▶ What you will do:
I need each line of the entries below that includes the string "parsed".
◇ ◇ ◇ ◇ ◇
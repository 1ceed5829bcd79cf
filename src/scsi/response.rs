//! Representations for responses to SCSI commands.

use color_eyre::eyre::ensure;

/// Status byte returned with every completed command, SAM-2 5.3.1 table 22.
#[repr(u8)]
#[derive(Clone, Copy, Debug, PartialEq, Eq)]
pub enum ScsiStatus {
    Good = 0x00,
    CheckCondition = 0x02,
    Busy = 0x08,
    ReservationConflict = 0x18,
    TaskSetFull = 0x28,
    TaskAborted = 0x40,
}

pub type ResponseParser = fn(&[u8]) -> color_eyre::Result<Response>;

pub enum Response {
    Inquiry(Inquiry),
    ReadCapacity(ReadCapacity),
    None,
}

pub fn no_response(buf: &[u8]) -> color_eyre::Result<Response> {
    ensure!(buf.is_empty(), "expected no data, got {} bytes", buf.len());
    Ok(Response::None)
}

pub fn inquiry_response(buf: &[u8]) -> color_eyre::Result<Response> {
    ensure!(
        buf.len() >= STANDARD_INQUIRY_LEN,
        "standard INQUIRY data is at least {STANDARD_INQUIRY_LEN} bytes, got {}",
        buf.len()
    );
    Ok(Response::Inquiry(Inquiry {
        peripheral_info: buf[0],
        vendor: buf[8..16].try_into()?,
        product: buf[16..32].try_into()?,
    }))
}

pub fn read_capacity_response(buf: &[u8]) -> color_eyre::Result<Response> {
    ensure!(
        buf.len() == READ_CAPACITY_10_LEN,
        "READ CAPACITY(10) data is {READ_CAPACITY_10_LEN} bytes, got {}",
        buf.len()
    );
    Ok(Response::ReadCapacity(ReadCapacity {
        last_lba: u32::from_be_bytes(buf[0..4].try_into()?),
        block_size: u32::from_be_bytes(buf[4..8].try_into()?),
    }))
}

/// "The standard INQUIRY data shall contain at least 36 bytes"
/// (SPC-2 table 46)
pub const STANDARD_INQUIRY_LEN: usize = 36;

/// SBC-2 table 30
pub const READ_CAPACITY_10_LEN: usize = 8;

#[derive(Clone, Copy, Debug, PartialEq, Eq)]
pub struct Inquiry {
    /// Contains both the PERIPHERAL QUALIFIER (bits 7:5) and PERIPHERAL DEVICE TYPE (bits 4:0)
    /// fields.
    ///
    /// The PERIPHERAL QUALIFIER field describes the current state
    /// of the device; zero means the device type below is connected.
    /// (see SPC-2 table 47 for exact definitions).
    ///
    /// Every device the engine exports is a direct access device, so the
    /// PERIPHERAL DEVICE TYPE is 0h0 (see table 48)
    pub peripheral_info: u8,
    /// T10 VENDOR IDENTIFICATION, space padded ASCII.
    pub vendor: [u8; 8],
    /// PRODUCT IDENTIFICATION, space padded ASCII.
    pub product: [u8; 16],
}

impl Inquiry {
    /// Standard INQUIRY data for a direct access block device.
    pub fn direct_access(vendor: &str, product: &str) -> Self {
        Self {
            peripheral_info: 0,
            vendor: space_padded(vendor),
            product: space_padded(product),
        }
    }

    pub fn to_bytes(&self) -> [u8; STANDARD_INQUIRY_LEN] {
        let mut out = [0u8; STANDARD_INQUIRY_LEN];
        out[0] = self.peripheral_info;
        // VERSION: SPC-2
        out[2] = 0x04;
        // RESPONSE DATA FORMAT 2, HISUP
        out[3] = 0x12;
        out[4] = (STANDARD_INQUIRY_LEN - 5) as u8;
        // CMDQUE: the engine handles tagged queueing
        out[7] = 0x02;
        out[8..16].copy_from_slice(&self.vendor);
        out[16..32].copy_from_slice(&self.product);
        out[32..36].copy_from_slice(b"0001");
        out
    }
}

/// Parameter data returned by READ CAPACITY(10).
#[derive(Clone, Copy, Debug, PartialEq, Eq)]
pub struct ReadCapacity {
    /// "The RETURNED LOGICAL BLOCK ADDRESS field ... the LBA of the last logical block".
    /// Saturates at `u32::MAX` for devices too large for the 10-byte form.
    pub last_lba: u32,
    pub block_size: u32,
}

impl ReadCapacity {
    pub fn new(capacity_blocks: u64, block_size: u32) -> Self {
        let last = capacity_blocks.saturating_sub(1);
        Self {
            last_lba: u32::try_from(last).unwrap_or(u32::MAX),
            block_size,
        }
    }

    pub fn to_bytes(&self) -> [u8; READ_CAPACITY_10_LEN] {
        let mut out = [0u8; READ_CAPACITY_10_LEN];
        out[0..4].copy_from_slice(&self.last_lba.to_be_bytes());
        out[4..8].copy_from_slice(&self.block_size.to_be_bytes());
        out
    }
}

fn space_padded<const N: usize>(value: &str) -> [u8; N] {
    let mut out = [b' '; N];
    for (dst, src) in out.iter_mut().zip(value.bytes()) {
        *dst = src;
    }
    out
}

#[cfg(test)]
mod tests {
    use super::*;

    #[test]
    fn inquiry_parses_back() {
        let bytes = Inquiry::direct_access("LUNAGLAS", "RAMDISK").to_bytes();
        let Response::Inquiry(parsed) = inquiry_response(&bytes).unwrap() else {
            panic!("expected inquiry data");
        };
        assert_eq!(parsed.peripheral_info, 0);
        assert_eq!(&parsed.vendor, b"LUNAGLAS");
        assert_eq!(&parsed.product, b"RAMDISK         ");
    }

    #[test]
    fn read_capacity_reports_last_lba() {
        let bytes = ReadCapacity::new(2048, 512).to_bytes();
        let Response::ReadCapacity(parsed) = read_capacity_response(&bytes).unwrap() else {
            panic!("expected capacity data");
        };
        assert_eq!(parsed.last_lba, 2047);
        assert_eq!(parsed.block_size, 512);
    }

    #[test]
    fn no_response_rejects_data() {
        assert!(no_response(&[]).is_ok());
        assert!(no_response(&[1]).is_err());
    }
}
◇ ◇ ◇ ◇ ◇
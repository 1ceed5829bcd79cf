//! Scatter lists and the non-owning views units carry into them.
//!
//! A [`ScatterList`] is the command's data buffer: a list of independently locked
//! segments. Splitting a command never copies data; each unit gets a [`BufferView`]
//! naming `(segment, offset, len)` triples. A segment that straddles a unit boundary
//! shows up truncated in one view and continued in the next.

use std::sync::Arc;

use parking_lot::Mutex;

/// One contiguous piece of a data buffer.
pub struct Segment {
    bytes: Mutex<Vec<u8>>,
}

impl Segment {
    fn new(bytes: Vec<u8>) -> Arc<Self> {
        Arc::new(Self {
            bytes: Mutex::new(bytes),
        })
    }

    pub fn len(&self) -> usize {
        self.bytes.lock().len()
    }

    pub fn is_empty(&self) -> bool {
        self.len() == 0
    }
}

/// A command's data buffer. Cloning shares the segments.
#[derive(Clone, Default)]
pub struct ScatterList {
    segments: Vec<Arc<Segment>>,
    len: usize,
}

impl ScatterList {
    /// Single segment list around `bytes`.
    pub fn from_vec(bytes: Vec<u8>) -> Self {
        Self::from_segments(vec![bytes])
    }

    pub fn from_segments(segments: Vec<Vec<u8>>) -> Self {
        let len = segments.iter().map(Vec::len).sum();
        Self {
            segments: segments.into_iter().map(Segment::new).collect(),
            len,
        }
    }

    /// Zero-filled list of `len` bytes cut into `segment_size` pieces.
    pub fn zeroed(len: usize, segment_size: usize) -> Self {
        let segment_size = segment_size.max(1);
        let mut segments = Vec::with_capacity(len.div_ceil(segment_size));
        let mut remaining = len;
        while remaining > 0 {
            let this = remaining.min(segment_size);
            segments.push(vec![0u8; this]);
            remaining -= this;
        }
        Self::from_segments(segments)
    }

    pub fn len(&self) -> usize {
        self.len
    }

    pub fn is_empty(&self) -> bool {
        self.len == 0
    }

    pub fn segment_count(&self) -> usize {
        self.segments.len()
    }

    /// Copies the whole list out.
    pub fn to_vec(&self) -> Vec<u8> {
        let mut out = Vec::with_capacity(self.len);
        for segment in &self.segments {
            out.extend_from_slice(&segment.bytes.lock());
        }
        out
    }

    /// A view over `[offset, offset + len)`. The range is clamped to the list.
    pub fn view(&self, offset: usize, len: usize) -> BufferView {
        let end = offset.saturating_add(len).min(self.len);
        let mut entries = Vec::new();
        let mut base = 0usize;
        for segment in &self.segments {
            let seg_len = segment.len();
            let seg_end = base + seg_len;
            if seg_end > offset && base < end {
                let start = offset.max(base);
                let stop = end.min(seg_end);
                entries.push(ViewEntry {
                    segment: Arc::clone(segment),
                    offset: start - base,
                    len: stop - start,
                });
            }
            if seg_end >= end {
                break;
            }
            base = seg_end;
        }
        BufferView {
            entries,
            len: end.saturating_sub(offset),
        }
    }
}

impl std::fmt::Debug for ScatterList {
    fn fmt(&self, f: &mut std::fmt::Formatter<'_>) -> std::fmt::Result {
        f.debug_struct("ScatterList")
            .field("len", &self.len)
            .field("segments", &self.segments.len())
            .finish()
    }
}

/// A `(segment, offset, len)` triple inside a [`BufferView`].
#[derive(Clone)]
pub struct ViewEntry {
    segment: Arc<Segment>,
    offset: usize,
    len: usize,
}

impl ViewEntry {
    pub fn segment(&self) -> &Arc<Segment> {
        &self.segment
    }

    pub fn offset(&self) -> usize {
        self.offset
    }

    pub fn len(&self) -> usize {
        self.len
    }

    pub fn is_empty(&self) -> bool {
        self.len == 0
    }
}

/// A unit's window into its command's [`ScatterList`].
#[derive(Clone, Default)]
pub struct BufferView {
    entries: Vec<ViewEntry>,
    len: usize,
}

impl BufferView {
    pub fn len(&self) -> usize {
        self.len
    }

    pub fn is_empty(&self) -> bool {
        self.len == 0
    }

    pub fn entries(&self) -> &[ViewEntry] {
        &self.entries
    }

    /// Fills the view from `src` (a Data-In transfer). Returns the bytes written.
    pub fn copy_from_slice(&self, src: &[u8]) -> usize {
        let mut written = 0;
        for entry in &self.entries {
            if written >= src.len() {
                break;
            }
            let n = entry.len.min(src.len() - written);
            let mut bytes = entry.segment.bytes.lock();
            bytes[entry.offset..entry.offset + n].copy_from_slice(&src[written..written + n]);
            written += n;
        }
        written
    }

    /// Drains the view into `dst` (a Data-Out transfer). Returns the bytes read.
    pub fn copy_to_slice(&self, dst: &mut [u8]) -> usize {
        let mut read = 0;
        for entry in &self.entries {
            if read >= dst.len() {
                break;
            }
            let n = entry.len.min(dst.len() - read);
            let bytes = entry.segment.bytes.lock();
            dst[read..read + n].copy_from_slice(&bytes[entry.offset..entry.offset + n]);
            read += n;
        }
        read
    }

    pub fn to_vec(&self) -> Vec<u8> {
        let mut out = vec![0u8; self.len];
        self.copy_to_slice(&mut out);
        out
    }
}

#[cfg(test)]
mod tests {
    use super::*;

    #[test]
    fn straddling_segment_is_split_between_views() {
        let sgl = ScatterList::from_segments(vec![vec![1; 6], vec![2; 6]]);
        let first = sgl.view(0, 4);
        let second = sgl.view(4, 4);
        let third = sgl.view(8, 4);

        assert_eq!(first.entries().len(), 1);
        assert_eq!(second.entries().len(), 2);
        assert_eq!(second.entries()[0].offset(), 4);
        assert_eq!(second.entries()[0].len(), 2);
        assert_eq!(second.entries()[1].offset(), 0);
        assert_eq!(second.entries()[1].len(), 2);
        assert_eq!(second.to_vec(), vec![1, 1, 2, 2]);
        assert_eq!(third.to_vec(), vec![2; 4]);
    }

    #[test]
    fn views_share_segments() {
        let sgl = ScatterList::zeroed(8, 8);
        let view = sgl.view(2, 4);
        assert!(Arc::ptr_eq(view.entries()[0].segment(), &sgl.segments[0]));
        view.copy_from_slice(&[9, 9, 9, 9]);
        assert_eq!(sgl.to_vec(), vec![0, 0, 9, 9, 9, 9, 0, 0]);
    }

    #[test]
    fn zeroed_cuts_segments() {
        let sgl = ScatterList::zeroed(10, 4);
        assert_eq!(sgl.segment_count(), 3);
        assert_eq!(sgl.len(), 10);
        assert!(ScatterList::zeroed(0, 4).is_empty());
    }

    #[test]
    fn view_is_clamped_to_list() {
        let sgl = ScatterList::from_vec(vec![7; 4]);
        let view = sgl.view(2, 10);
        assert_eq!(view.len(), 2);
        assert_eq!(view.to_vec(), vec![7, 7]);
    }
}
◇ ◇ ◇ ◇ ◇
▶ Answer area:
        let Response::Inquiry(parsed) = inquiry_response(&bytes).unwrap() else {
        assert_eq!(parsed.peripheral_info, 0);
        assert_eq!(&parsed.vendor, b"LUNAGLAS");
        assert_eq!(&parsed.product, b"RAMDISK         ");
        let Response::ReadCapacity(parsed) = read_capacity_response(&bytes).unwrap() else {
        assert_eq!(parsed.last_lba, 2047);
        assert_eq!(parsed.block_size, 512);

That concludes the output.